Operating profit in the Products segment decreased $3.7 million, or
(32.3)%, to $7.7 million for the first quarter of fiscal 2018 as
compared to $11.4 million in the prior year period. The decline in
operating profit was attributable to product mix and the timing of
larger projects completed in the first quarter of the prior year in the
Aquatics product line. EBITDA in the Products segment decreased $4.2
million, or 28.3%, to $10.7 million in the three months ended
December 31, 2017 from $14.9 million in the three months ended
December 31, 2016.
Summary and Outlook
“All three of our segments continue to deliver as planned, and we are
particularly pleased by the strong growth delivered by the Industrial
segment,” said Keating. “Secular trends in our key vertical markets
continue to be positive and support profitable growth.

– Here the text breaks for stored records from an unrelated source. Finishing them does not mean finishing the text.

//! Streaming gzip upload into S3 multipart objects.
//!
//! Incoming chunks are fed through a gzip encoder; the compressed output is cut
//! into fixed-size parts. Up to `concurrent_parts` part uploads stay in flight
//! and are polled alongside the source, so reading and uploading overlap.
//! Progress is exposed as a stream of [`UploadEvent`]s that ends with exactly
//! one [`UploadEvent::Uploaded`] or an error.
//!
//! The multipart upload is aborted whenever the pipeline stops early: on error,
//! on cancellation, when the session deadline passes, or when the consumer
//! drops the stream.

use std::future::Future;
use std::io::Write;
use std::path::Path;
use std::sync::Arc;
use std::time::Duration;

use async_stream::try_stream;
use bytes::Bytes;
use flate2::write::GzEncoder;
use flate2::Compression;
use futures_util::future::BoxFuture;
use futures_util::stream::FuturesUnordered;
use futures_util::{FutureExt, Stream, StreamExt};
use serde::Serialize;
use thiserror::Error;
use tokio::time::Instant;
use tokio_util::sync::CancellationToken;
use tracing::{error, info, warn};
use utoipa::ToSchema;

use crate::config::settings::{MIN_PART_SIZE, UploadConfig};
use crate::infrastructure::storage::{CompletedUpload, ObjectStore, ObjectTarget, StorageError, UploadedPart};

pub const DEFAULT_CONCURRENT_PARTS: usize = 1;

#[derive(Debug, Error)]
pub enum UploadError {
    #[error(transparent)]
    Storage(#[from] StorageError),

    #[error("Upload stream interrupted: {0}")]
    Source(String),

    #[error("Compression failed: {0}")]
    Compression(#[from] std::io::Error),

    #[error("Filesize exceeded: {received}/{max}.")]
    TooLarge { received: u64, max: u64 },

    #[error("Upload cancelled")]
    Cancelled,

    #[error("Upload exceeded the maximum session duration of {0:?}")]
    TimedOut(Duration),

    #[error("Upload finished without a result")]
    Incomplete,
}

#[derive(Debug, Clone)]
pub struct UploadOptions {
    /// Compressed bytes per part. Defaults to the S3 minimum.
    pub max_part_size: Option<usize>,
    /// Parts uploaded at the same time. Defaults to one.
    pub concurrent_parts: Option<usize>,
    /// Uncompressed bytes accepted from the source before giving up.
    pub max_bytes: Option<u64>,
    pub session_timeout: Duration,
}

impl UploadOptions {
    fn part_size(&self) -> usize {
        self.max_part_size.unwrap_or(MIN_PART_SIZE).max(1)
    }

    fn concurrency(&self) -> usize {
        self.concurrent_parts.unwrap_or(DEFAULT_CONCURRENT_PARTS).max(1)
    }
}

impl Default for UploadOptions {
    fn default() -> Self {
        Self::from(&UploadConfig::default())
    }
}

impl From<&UploadConfig> for UploadOptions {
    fn from(config: &UploadConfig) -> Self {
        Self {
            max_part_size: config.max_part_size,
            concurrent_parts: config.concurrent_parts,
            max_bytes: Some(config.max_bytes),
            session_timeout: config.session_timeout,
        }
    }
}

/// One completed part.
#[derive(Debug, Clone, PartialEq, Eq, Serialize)]
pub struct PartProgress {
    #[serde(rename = "ETag")]
    pub e_tag: String,
    #[serde(rename = "PartNumber")]
    pub part_number: i32,
    /// Compressed bytes handed to storage so far.
    #[serde(rename = "receivedSize")]
    pub received_size: u64,
    /// Compressed bytes acknowledged by storage so far.
    #[serde(rename = "uploadedSize")]
    pub uploaded_size: u64,
}

#[derive(Debug, Clone, PartialEq, Eq, Serialize, ToSchema)]
#[serde(rename_all = "PascalCase")]
pub struct UploadedObject {
    pub location: String,
    pub bucket: String,
    pub key: String,
    #[serde(rename = "ETag")]
    pub e_tag: String,
}

#[derive(Debug, Clone, PartialEq, Eq)]
pub enum UploadEvent {
    Part(PartProgress),
    Uploaded(UploadedObject),
}

/// `renders/scene.blend` becomes `scene.gz`.
pub fn object_key_for(file_name: &str) -> String {
    let base = file_name.rsplit(['/', '\\']).next().unwrap_or(file_name);
    let stem = Path::new(base)
        .file_stem()
        .and_then(|s| s.to_str())
        .filter(|s| !s.is_empty())
        .unwrap_or("upload");
    format!("{stem}.gz")
}

type PartFuture = BoxFuture<'static, Result<(UploadedPart, u64), StorageError>>;

/// Whichever came first: a part upload finishing or the next source chunk.
enum Step<C> {
    Finished(Option<Result<(UploadedPart, u64), StorageError>>),
    Chunk(Option<C>),
}

/// An open multipart upload. Dropping it before completion aborts it.
struct MultipartSession {
    store: Arc<dyn ObjectStore>,
    target: ObjectTarget,
    upload_id: String,
    finished: bool,
}

impl MultipartSession {
    async fn begin(store: Arc<dyn ObjectStore>, target: ObjectTarget) -> Result<Self, StorageError> {
        let upload_id = store.create_multipart_upload(&target).await?;
        info!(
            "Started multipart upload {} for {}/{}",
            upload_id, target.bucket, target.key
        );

        Ok(Self {
            store,
            target,
            upload_id,
            finished: false,
        })
    }

    fn upload_part(&self, part_number: i32, body: Bytes) -> PartFuture {
        let store = self.store.clone();
        let target = self.target.clone();
        let upload_id = self.upload_id.clone();

        async move {
            let size = body.len() as u64;
            let part = store.upload_part(&target, &upload_id, part_number, body).await?;
            Ok((part, size))
        }
        .boxed()
    }

    async fn complete(mut self, parts: Vec<UploadedPart>) -> Result<CompletedUpload, StorageError> {
        let completed = self
            .store
            .complete_multipart_upload(&self.target, &self.upload_id, parts)
            .await?;
        self.finished = true;
        Ok(completed)
    }
}

impl Drop for MultipartSession {
    fn drop(&mut self) {
        if self.finished {
            return;
        }

        let store = self.store.clone();
        let target = self.target.clone();
        let upload_id = self.upload_id.clone();

        match tokio::runtime::Handle::try_current() {
            Ok(handle) => {
                handle.spawn(async move {
                    match store.abort_multipart_upload(&target, &upload_id).await {
                        Ok(()) => warn!("Aborted multipart upload {} for {}", upload_id, target.key),
                        Err(e) => error!("Failed to abort multipart upload {}: {}", upload_id, e),
                    }
                });
            }
            Err(_) => error!(
                "No runtime available to abort multipart upload {}",
                self.upload_id
            ),
        }
    }
}

/// Cancellation token plus session deadline, applied to every await point.
struct Limits {
    cancel: CancellationToken,
    deadline: Instant,
    timeout: Duration,
}

impl Limits {
    async fn run<F: Future>(&self, fut: F) -> Result<F::Output, UploadError> {
        tokio::select! {
            biased;
            () = self.cancel.cancelled() => Err(UploadError::Cancelled),
            () = tokio::time::sleep_until(self.deadline) => Err(UploadError::TimedOut(self.timeout)),
            out = fut => Ok(out),
        }
    }
}

fn take_part(encoder: &mut GzEncoder<Vec<u8>>, part_size: usize) -> Bytes {
    let buffer = encoder.get_mut();
    let rest = buffer.split_off(part_size);
    Bytes::from(std::mem::replace(buffer, rest))
}

fn record_part(
    part: UploadedPart,
    size: u64,
    parts: &mut Vec<UploadedPart>,
    uploaded_size: &mut u64,
    received_size: u64,
) -> PartProgress {
    *uploaded_size += size;
    let progress = PartProgress {
        e_tag: part.e_tag.clone(),
        part_number: part.part_number,
        received_size,
        uploaded_size: *uploaded_size,
    };
    parts.push(part);
    progress
}

/// Compresses `source` into `target`, yielding a progress record per part.
///
/// The stream is lazy: nothing happens until it is polled, and it cannot be
/// restarted once finished.
pub fn upload_compressed<'a, S, E>(
    store: Arc<dyn ObjectStore>,
    source: S,
    target: ObjectTarget,
    options: UploadOptions,
    cancel: CancellationToken,
) -> impl Stream<Item = Result<UploadEvent, UploadError>> + Send + 'a
where
    S: Stream<Item = Result<Bytes, E>> + Send + 'a,
    E: std::fmt::Display + Send + 'a,
{
    try_stream! {
        let part_size = options.part_size();
        let concurrency = options.concurrency();
        let limits = Limits {
            cancel,
            deadline: Instant::now() + options.session_timeout,
            timeout: options.session_timeout,
        };

        let session = limits
            .run(MultipartSession::begin(store.clone(), target.clone()))
            .await??;

        let mut source = std::pin::pin!(source);
        let mut encoder = GzEncoder::new(Vec::with_capacity(part_size), Compression::default());
        let mut in_flight: FuturesUnordered<PartFuture> = FuturesUnordered::new();
        let mut parts: Vec<UploadedPart> = Vec::new();
        let mut next_part_number = 1;
        let mut raw_size = 0u64;
        let mut received_size = 0u64;
        let mut uploaded_size = 0u64;

        loop {
            // Parts in flight keep progressing while the next chunk is awaited.
            let step = limits
                .run(async {
                    tokio::select! {
                        finished = in_flight.next(), if !in_flight.is_empty() => Step::Finished(finished),
                        chunk = source.next() => Step::Chunk(chunk),
                    }
                })
                .await?;

            let chunk = match step {
                Step::Finished(Some(finished)) => {
                    let (part, size) = finished?;
                    let progress = record_part(part, size, &mut parts, &mut uploaded_size, received_size);
                    yield UploadEvent::Part(progress);
                    continue;
                }
                Step::Finished(None) => continue,
                Step::Chunk(None) => break,
                Step::Chunk(Some(chunk)) => chunk.map_err(|e| UploadError::Source(e.to_string()))?,
            };

            raw_size += chunk.len() as u64;
            if let Some(max) = options.max_bytes {
                if raw_size > max {
                    Err::<(), _>(UploadError::TooLarge { received: raw_size, max })?;
                }
            }

            encoder.write_all(&chunk)?;

            while encoder.get_ref().len() >= part_size {
                if in_flight.len() >= concurrency {
                    if let Some((part, size)) = limits.run(in_flight.next()).await?.transpose()? {
                        let progress = record_part(part, size, &mut parts, &mut uploaded_size, received_size);
                        yield UploadEvent::Part(progress);
                    }
                }

                let body = take_part(&mut encoder, part_size);
                received_size += body.len() as u64;
                in_flight.push(session.upload_part(next_part_number, body));
                next_part_number += 1;
            }
        }

        let remainder = encoder.finish()?;
        for chunk in remainder.chunks(part_size) {
            if in_flight.len() >= concurrency {
                if let Some((part, size)) = limits.run(in_flight.next()).await?.transpose()? {
                    let progress = record_part(part, size, &mut parts, &mut uploaded_size, received_size);
                    yield UploadEvent::Part(progress);
                }
            }

            let body = Bytes::copy_from_slice(chunk);
            received_size += body.len() as u64;
            in_flight.push(session.upload_part(next_part_number, body));
            next_part_number += 1;
        }

        while let Some((part, size)) = limits.run(in_flight.next()).await?.transpose()? {
            let progress = record_part(part, size, &mut parts, &mut uploaded_size, received_size);
            yield UploadEvent::Part(progress);
        }

        parts.sort_by_key(|p| p.part_number);
        let completed = limits.run(session.complete(parts)).await??;

        let uploaded = UploadedObject {
            location: completed
                .location
                .unwrap_or_else(|| store.object_url(&target)),
            bucket: target.bucket.clone(),
            key: target.key.clone(),
            e_tag: completed.e_tag.unwrap_or_default(),
        };

        info!(
            "Uploaded {} ({} bytes in, {} bytes stored)",
            uploaded.location, raw_size, uploaded_size
        );
        yield UploadEvent::Uploaded(uploaded);
    }
}

/// Consumes an upload stream, logging each part, and returns the final object.
pub async fn drive<S>(events: S) -> Result<UploadedObject, UploadError>
where
    S: Stream<Item = Result<UploadEvent, UploadError>>,
{
    let mut events = std::pin::pin!(events);
    let mut uploaded = None;

    while let Some(event) = events.next().await {
        match event? {
            UploadEvent::Part(progress) => info!(
                "Part {} uploaded (ETag {}, received {}, uploaded {})",
                progress.part_number, progress.e_tag, progress.received_size, progress.uploaded_size
            ),
            UploadEvent::Uploaded(object) => uploaded = Some(object),
        }
    }

    uploaded.ok_or(UploadError::Incomplete)
}

/// Gzips `source` into `<bucket>/<file stem>.gz` and waits for completion.
pub async fn create_zip_and_upload_to_s3<S, E>(
    store: Arc<dyn ObjectStore>,
    source: S,
    file_name: &str,
    bucket: &str,
    options: UploadOptions,
    cancel: CancellationToken,
) -> Result<UploadedObject, UploadError>
where
    S: Stream<Item = Result<Bytes, E>> + Send,
    E: std::fmt::Display + Send,
{
    let target = ObjectTarget {
        bucket: bucket.to_string(),
        key: object_key_for(file_name),
    };
    info!("Starting upload of {} to {}/{}", file_name, target.bucket, target.key);

    drive(upload_compressed(store, source, target, options, cancel)).await
}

For 2018, we
reaffirm our expected revenues to be in the range of $1.33 billion and
$1.36 billion and Adjusted EBITDA to be in the range of $235 million and
$255 million.”
About Evoqua Water Technologies
Evoqua Water Technologies is a leading provider of mission critical
water treatment solutions, offering services, systems and technologies
to support its customers’ full water lifecycle needs. Evoqua Water
Technologies has worked to protect water, the environment and its
employees for more than 100 years, earning a reputation for quality,
safety and reliability around the world. Headquartered in Pittsburgh,
Pennsylvania, Evoqua operates 160 locations in eight countries and, with
over 200,000 installations and 87 service branches, holds leading
positions in the North American industrial, commercial and municipal
water treatment markets, serving more than 38,000 customers worldwide.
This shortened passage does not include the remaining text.